Sebagaimana diketahui, pada pemilu 2014, hanya ada 17,3% aleg perempuan di Senayan (97 kursi). Sebelumnya, di pemilu 2019 angkanya lebih tinggi sedikit, yakni, 17,3% (101 kursi). Sedangkan di pemilu 2004, hanya ada 61 (11%)
kursi yang diduduki aleg perempuan .
Angka keterwakilan perempuan sebesar 30% sendiri didapat berdasarkan penelitian Perserikatan Bangsa-Bangsa (PBB) yang menyatakan bahwa jumlah minimum 30 persen memungkinkan terjadinya suatu perubahan dan membawa dampak pada kualitas keputusan yang diambil dalam lembaga-lembaga publik. “Logikanya, jika ada minimal 30% perempuan di parlemen, maka produk legislasi yang dihasilkan akan memiliki perspektif gender yang kental,” ujar Dara.
Lebih lanjut, Dara juga berharap agar para perempuan yang berhasil masuk ke parlemen benar-benar memperjuangkan kepentingan perempuan dan anak. “Ada beberapa agenda penting dan mendesak yang selama ini masih tertunda. Pertama, RUU Penghapusan Kekerasan Seksual (RUU P-KS) yang sangat genting untuk melindungi korban kekerasan seksual. Tiap 2 jam, ada 3 perempuan menjadi korban kekerasan seksual. RUU ini sudah mangkrak bertahun-tahun di DPR, membuat kita mempertanyakan komitmen wakil rakyat pada jutaan korban kekerasan seksual di Indonesia. Para perwakilan perempuan di DPR mesti bergerak,” kata Dara.
Agenda penting selanjutnya adalah penaikan batas usia perkawinan bagi perempuan. “Tahun lalu, DPR sudah mendapat mandat dari MK untuk menaikkan batas usia perkawinan perempuan dari yang awalnya 16 tahun. Keputusan untuk dinaikkan jadi berapa usianya, itu ada di DPR yang dikasih deadline 3 tahun. Urgensinya tinggi karena dari data Survei Sosial Ekonomi Nasional (Susenas), ada 340.000 pernikahan anak tiap tahun.

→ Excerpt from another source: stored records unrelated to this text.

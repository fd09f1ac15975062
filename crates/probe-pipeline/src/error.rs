/// §4.3: "Any failure transitions Deal to FAILED with the first error
/// observed; no further stages execute."
#[derive(Debug, thiserror::Error)]
pub enum PipelineError {
    #[error("probe aborted before completion")]
    Aborted,

    #[error("archive build failed: {0}")]
    Archive(#[from] content_codec::ArchiveBuildError),

    #[error("chain gateway error: {0}")]
    Chain(#[from] chain_gateway::ChainError),

    #[error("deal state error: {0}")]
    Deal(#[from] probe_types::ProbeError),
}

impl PipelineError {
    /// The `recordStatus` label this failure maps to, per §4.7/§7. Mirrors
    /// `probe_types::ProbeError::status_label` for the error kinds this
    /// crate doesn't wrap directly in a `ProbeError`.
    pub fn status_label(&self) -> String {
        match self {
            PipelineError::Aborted => "failure.timedout".to_string(),
            PipelineError::Archive(_) => "failure.archive".to_string(),
            PipelineError::Chain(_) => "failure.chain".to_string(),
            PipelineError::Deal(e) => e.status_label(),
        }
    }
}
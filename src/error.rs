use axum::{
    http::StatusCode,
    response::{IntoResponse, Response},
    Json,
};
use serde_json::json;
use thiserror::Error;

#[derive(Error, Debug)]
pub enum ApiError {
    #[error("Configuration error: {0}")]
    Configuration(String),

    #[error("Query error: {0}")]
    Query(String),

    #[error("Validation error: {0}")]
    Validation(String),

    #[error("Payload too large: {0}")]
    PayloadTooLarge(String),

    #[error("Internal server error")]
    Internal(#[from] anyhow::Error),
}

impl ApiError {
    pub fn validation(message: impl Into<String>) -> Self {
        Self::Validation(message.into())
    }

    pub fn query(message: impl Into<String>) -> Self {
        Self::Query(message.into())
    }
}

impl IntoResponse for ApiError {
    fn into_response(self) -> Response {
        let (status, message) = match self {
            ApiError::Validation(ref message) => {
                // Client mistakes are not server errors
                tracing::debug!("Rejected request input: {}", message);
                (StatusCode::BAD_REQUEST, "Invalid input")
            }
            ApiError::PayloadTooLarge(ref message) => {
                tracing::debug!("Rejected oversized request body: {}", message);
                (StatusCode::PAYLOAD_TOO_LARGE, "Payload too large")
            }
            ApiError::Query(ref err) => {
                tracing::error!("Database query failed: {}", err);
                (StatusCode::INTERNAL_SERVER_ERROR, "Internal server error")
            }
            ApiError::Configuration(ref err) => {
                tracing::error!("Database configuration error: {}", err);
                (StatusCode::INTERNAL_SERVER_ERROR, "Internal server error")
            }
            ApiError::Internal(ref err) => {
                tracing::error!("Internal server error: {:#}", err);
                (StatusCode::INTERNAL_SERVER_ERROR, "Internal server error")
            }
        };

        (status, Json(json!({ "error": message }))).into_response()
    }
}

// PostgreSQL error mapping
impl From<tokio_postgres::Error> for ApiError {
    fn from(err: tokio_postgres::Error) -> Self {
        match err.code() {
            Some(code) => ApiError::Query(format!("{} (code: {})", err, code.code())),
            None if err.is_closed() => ApiError::Query(format!("connection closed: {}", err)),
            None => ApiError::Query(err.to_string()),
        }
    }
}

// Connection pool error mapping
impl From<deadpool_postgres::PoolError> for ApiError {
    fn from(err: deadpool_postgres::PoolError) -> Self {
        match err {
            deadpool_postgres::PoolError::Timeout(_) => {
                tracing::warn!("Database connection pool timeout: {}", err);
                ApiError::Query(format!("connection pool timeout: {}", err))
            }
            deadpool_postgres::PoolError::Closed => {
                ApiError::Query("connection pool is closed".to_string())
            }
            deadpool_postgres::PoolError::NoRuntimeSpecified => {
                ApiError::Configuration(err.to_string())
            }
            _ => ApiError::Query(format!("connection pool error: {}", err)),
        }
    }
}

// Result type alias for convenience
pub type ApiResult<T> = Result<T, ApiError>;
#[cfg(test)]
mod tests {
    use super::*;
    use crate::config::RateLimitConfig;
    use crate::error::{ApiError, ApiResult};
    use crate::handlers::BANNER;
    use crate::test_support::MemoryStore;
    use axum::{
        body::Body,
        extract::ConnectInfo,
        http::{header, Method, Request, StatusCode},
        response::Response,
    };
    use serde_json::{json, Value};
    use std::collections::HashSet;
    use std::sync::atomic::{AtomicBool, Ordering};
    use std::time::Duration;
    use tokio::io::{AsyncReadExt, AsyncWriteExt};
    use tokio::net::TcpStream;
    use tokio::sync::{oneshot, Notify};
    use tower::ServiceExt;

    fn app_with(store: Arc<MemoryStore>, max_requests: usize) -> Router {
        let limiter = RateLimiter::new(RateLimitConfig {
            window: Duration::from_secs(15 * 60),
            max_requests,
        });
        create_router(store, limiter, 3)
    }

    fn app() -> Router {
        let store = Arc::new(MemoryStore::new(&[
            ("apple", true),
            ("cat", false),
            ("crane", true),
            ("slate", true),
        ]));
        app_with(store, 500)
    }

    fn request(method: Method, uri: &str, body: Body) -> Request<Body> {
        let mut request = Request::builder()
            .method(method)
            .uri(uri)
            .header(header::CONTENT_TYPE, "application/json")
            .body(body)
            .unwrap();
        request
            .extensions_mut()
            .insert(ConnectInfo(SocketAddr::from(([10, 0, 0, 1], 40000))));
        request
    }

    fn check_word_request(body: &str) -> Request<Body> {
        request(Method::POST, "/checkword", Body::from(body.to_string()))
    }

    async fn body_json(response: Response) -> Value {
        let bytes = axum::body::to_bytes(response.into_body(), usize::MAX)
            .await
            .unwrap();
        serde_json::from_slice(&bytes).unwrap()
    }

    async fn body_text(response: Response) -> String {
        let bytes = axum::body::to_bytes(response.into_body(), usize::MAX)
            .await
            .unwrap();
        String::from_utf8(bytes.to_vec()).unwrap()
    }

    #[tokio::test]
    async fn test_root_banner() {
        let response = app()
            .oneshot(request(Method::GET, "/", Body::empty()))
            .await
            .unwrap();

        assert_eq!(response.status(), StatusCode::OK);
        assert_eq!(body_text(response).await, BANNER);
    }

    #[tokio::test]
    async fn test_ip_honours_trusted_hops() {
        let mut req = request(Method::GET, "/ip", Body::empty());
        req.headers_mut().insert(
            "x-forwarded-for",
            "203.0.113.7, 198.51.100.2, 192.0.2.9, 10.0.0.5".parse().unwrap(),
        );

        let response = app().oneshot(req).await.unwrap();
        assert_eq!(response.status(), StatusCode::OK);
        assert_eq!(body_text(response).await, "198.51.100.2");
    }

    #[tokio::test]
    async fn test_ip_without_connection_info() {
        let req = Request::builder().uri("/ip").body(Body::empty()).unwrap();

        let response = app().oneshot(req).await.unwrap();
        assert_eq!(response.status(), StatusCode::OK);
        assert_eq!(body_text(response).await, "unknown");
    }

    #[tokio::test]
    async fn test_getword_returns_only_winning_words() {
        let app = app();
        let winning: HashSet<&str> = ["apple", "crane", "slate"].into_iter().collect();
        let mut seen = HashSet::new();

        for _ in 0..200 {
            let response = app
                .clone()
                .oneshot(request(Method::GET, "/getword", Body::empty()))
                .await
                .unwrap();
            assert_eq!(response.status(), StatusCode::OK);

            let body = body_json(response).await;
            let word = body["word"].as_str().unwrap().to_string();
            assert!(winning.contains(word.as_str()), "{} is not a winning word", word);
            seen.insert(word);
        }

        // Every winning word shows up eventually
        assert_eq!(seen.len(), winning.len());
    }

    #[tokio::test]
    async fn test_getword_failure_is_generic_500() {
        let store = Arc::new(MemoryStore::new(&[("cat", false)]));
        let response = app_with(store, 500)
            .oneshot(request(Method::GET, "/getword", Body::empty()))
            .await
            .unwrap();

        assert_eq!(response.status(), StatusCode::INTERNAL_SERVER_ERROR);
        assert_eq!(body_json(response).await, json!({ "error": "Internal server error" }));
    }

    #[tokio::test]
    async fn test_checkword_matches_after_normalization() {
        let response = app()
            .oneshot(check_word_request(r#"{"word":"Cat"}"#))
            .await
            .unwrap();

        assert_eq!(response.status(), StatusCode::OK);
        assert_eq!(body_json(response).await, json!({ "message": true }));
    }

    #[tokio::test]
    async fn test_checkword_unknown_word() {
        let response = app()
            .oneshot(check_word_request(r#"{"word":"zzzzz"}"#))
            .await
            .unwrap();

        assert_eq!(response.status(), StatusCode::OK);
        assert_eq!(body_json(response).await, json!({ "message": false }));
    }

    #[tokio::test]
    async fn test_checkword_invalid_input() {
        let bodies = [
            "{}",
            r#"{"word":""}"#,
            r#"{"word":"  "}"#,
            r#"{"word":null}"#,
            r#"{"word":42}"#,
            r#"["cat"]"#,
            "not json",
        ];

        for body in bodies {
            let response = app().oneshot(check_word_request(body)).await.unwrap();
            assert_eq!(response.status(), StatusCode::BAD_REQUEST, "body: {}", body);
            assert_eq!(body_json(response).await, json!({ "error": "Invalid input" }));
        }
    }

    #[tokio::test]
    async fn test_checkword_oversized_body() {
        let body = format!(r#"{{"word":"{}"}}"#, "a".repeat(200 * 1024));
        let response = app().oneshot(check_word_request(&body)).await.unwrap();

        assert_eq!(response.status(), StatusCode::PAYLOAD_TOO_LARGE);
        assert_eq!(body_json(response).await, json!({ "error": "Payload too large" }));
    }

    #[tokio::test]
    async fn test_checkword_body_under_limit() {
        let body = format!(r#"{{"word":"{}"}}"#, "a".repeat(90 * 1024));
        let response = app().oneshot(check_word_request(&body)).await.unwrap();

        assert_eq!(response.status(), StatusCode::OK);
        assert_eq!(body_json(response).await, json!({ "message": false }));
    }

    #[tokio::test]
    async fn test_checkword_without_json_content_type() {
        let req = Request::builder()
            .method(Method::POST)
            .uri("/checkword")
            .body(Body::from(r#"{"word":"cat"}"#))
            .unwrap();

        let response = app().oneshot(req).await.unwrap();
        assert_eq!(response.status(), StatusCode::BAD_REQUEST);
    }

    #[tokio::test]
    async fn test_unknown_route() {
        let response = app()
            .oneshot(request(Method::GET, "/nope", Body::empty()))
            .await
            .unwrap();

        assert_eq!(response.status(), StatusCode::NOT_FOUND);
    }

    #[tokio::test]
    async fn test_security_and_rate_limit_headers() {
        let response = app()
            .oneshot(request(Method::GET, "/", Body::empty()))
            .await
            .unwrap();
        let headers = response.headers();

        assert_eq!(headers["x-content-type-options"], "nosniff");
        assert_eq!(headers["x-frame-options"], "SAMEORIGIN");
        assert_eq!(headers["strict-transport-security"], "max-age=31536000; includeSubDomains");
        assert!(headers.contains_key("content-security-policy"));
        assert!(!headers.contains_key("x-powered-by"));

        assert_eq!(headers["ratelimit-limit"], "500");
        assert_eq!(headers["ratelimit-remaining"], "499");
        assert_eq!(headers["ratelimit-policy"], "500;w=900");
        assert!(headers.contains_key("ratelimit-reset"));
        assert!(!headers.contains_key("x-ratelimit-limit"));
    }

    #[tokio::test]
    async fn test_cors_allows_any_origin() {
        let mut req = request(Method::GET, "/", Body::empty());
        req.headers_mut()
            .insert(header::ORIGIN, "https://example.com".parse().unwrap());

        let response = app().oneshot(req).await.unwrap();
        assert_eq!(response.headers()[header::ACCESS_CONTROL_ALLOW_ORIGIN], "*");
    }

    #[tokio::test]
    async fn test_rate_limit_rejects_after_ceiling() {
        let store = Arc::new(MemoryStore::new(&[("apple", true)]));
        let app = app_with(store, 2);

        for _ in 0..2 {
            let response = app
                .clone()
                .oneshot(request(Method::GET, "/getword", Body::empty()))
                .await
                .unwrap();
            assert_eq!(response.status(), StatusCode::OK);
        }

        let response = app
            .clone()
            .oneshot(request(Method::GET, "/getword", Body::empty()))
            .await
            .unwrap();
        assert_eq!(response.status(), StatusCode::TOO_MANY_REQUESTS);
        assert_eq!(response.headers()["ratelimit-remaining"], "0");
        assert!(response.headers().contains_key(header::RETRY_AFTER));

        // A different client behind the same proxies has its own budget
        let mut other = request(Method::GET, "/getword", Body::empty());
        other
            .headers_mut()
            .insert("x-forwarded-for", "203.0.113.50".parse().unwrap());
        let response = app.oneshot(other).await.unwrap();
        assert_eq!(response.status(), StatusCode::OK);
    }

    #[tokio::test]
    async fn test_serve_closes_store_after_shutdown() {
        let store = Arc::new(MemoryStore::new(&[("apple", true)]));
        let app = app_with(store.clone(), 500);
        let listener = TcpListener::bind("127.0.0.1:0").await.unwrap();

        tokio::time::timeout(
            Duration::from_secs(5),
            serve(listener, app, store.clone(), async {}),
        )
        .await
        .unwrap()
        .unwrap();

        assert!(store.is_closed());
    }

    /// Store whose `random_word` parks until released, to hold a request in flight.
    struct GatedStore {
        entered: Notify,
        release: Notify,
        closed: AtomicBool,
    }

    impl WordStore for GatedStore {
        async fn random_word(&self) -> ApiResult<String> {
            self.entered.notify_one();
            self.release.notified().await;
            if self.closed.load(Ordering::SeqCst) {
                return Err(ApiError::query("store closed while a request was in flight"));
            }
            Ok("apple".to_string())
        }

        async fn word_exists(&self, _word: &str) -> ApiResult<bool> {
            Ok(false)
        }

        async fn close(&self) {
            self.closed.store(true, Ordering::SeqCst);
        }
    }

    #[tokio::test]
    async fn test_shutdown_drains_before_closing_store() {
        let store = Arc::new(GatedStore {
            entered: Notify::new(),
            release: Notify::new(),
            closed: AtomicBool::new(false),
        });
        let limiter = RateLimiter::new(RateLimitConfig::default());
        let app = create_router(store.clone(), limiter, 0);

        let listener = TcpListener::bind("127.0.0.1:0").await.unwrap();
        let addr = listener.local_addr().unwrap();
        let (shutdown_tx, shutdown_rx) = oneshot::channel::<()>();

        let server = tokio::spawn(serve(listener, app, store.clone(), async move {
            shutdown_rx.await.ok();
        }));

        let mut client = TcpStream::connect(addr).await.unwrap();
        client
            .write_all(b"GET /getword HTTP/1.1\r\nHost: localhost\r\nConnection: close\r\n\r\n")
            .await
            .unwrap();

        // Request is inside the handler; begin draining
        store.entered.notified().await;
        shutdown_tx.send(()).unwrap();
        tokio::time::sleep(Duration::from_millis(50)).await;
        assert!(!store.closed.load(Ordering::SeqCst));

        store.release.notify_one();

        let mut raw = Vec::new();
        client.read_to_end(&mut raw).await.unwrap();
        let raw = String::from_utf8(raw).unwrap();
        assert!(raw.starts_with("HTTP/1.1 200"), "unexpected response: {}", raw);
        assert!(raw.contains(r#"{"word":"apple"}"#));

        tokio::time::timeout(Duration::from_secs(5), server)
            .await
            .unwrap()
            .unwrap()
            .unwrap();
        assert!(store.closed.load(Ordering::SeqCst));

        // Listener is gone
        assert!(TcpStream::connect(addr).await.is_err());
    }
}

Dengan banyaknya perempuan yang masuk ke DPR, semoga keputusan ini segera diambil, jangan sampai bernasib sama dengan RUU P-KS,” ujar Dara.
Ia juga mengingatkan dampak dari pernikahan dini, seperti putus sekolah, ketidaksiapan fisik dan mental, ketidakcukupan finansial, kematian ibu dan bayi, serta kemiskinan. Dara juga mengutip laporan BPS tahun 2016 yang menyebutkan bahwa anak perempuan yang menikah sebelum usia 18 tahun (pengantin anak) memiliki tingkat pencapaian pendidikan yang lebih rendah dibandingkan dengan anak perempuan yang belum menikah, khususnya setelah sekolah dasar (SD).
“Keterwakilan perempuan di parlemen jangan hanya sebatas angka, tetapi harus tercermin dalam kerja nyata,” pungkas Dara.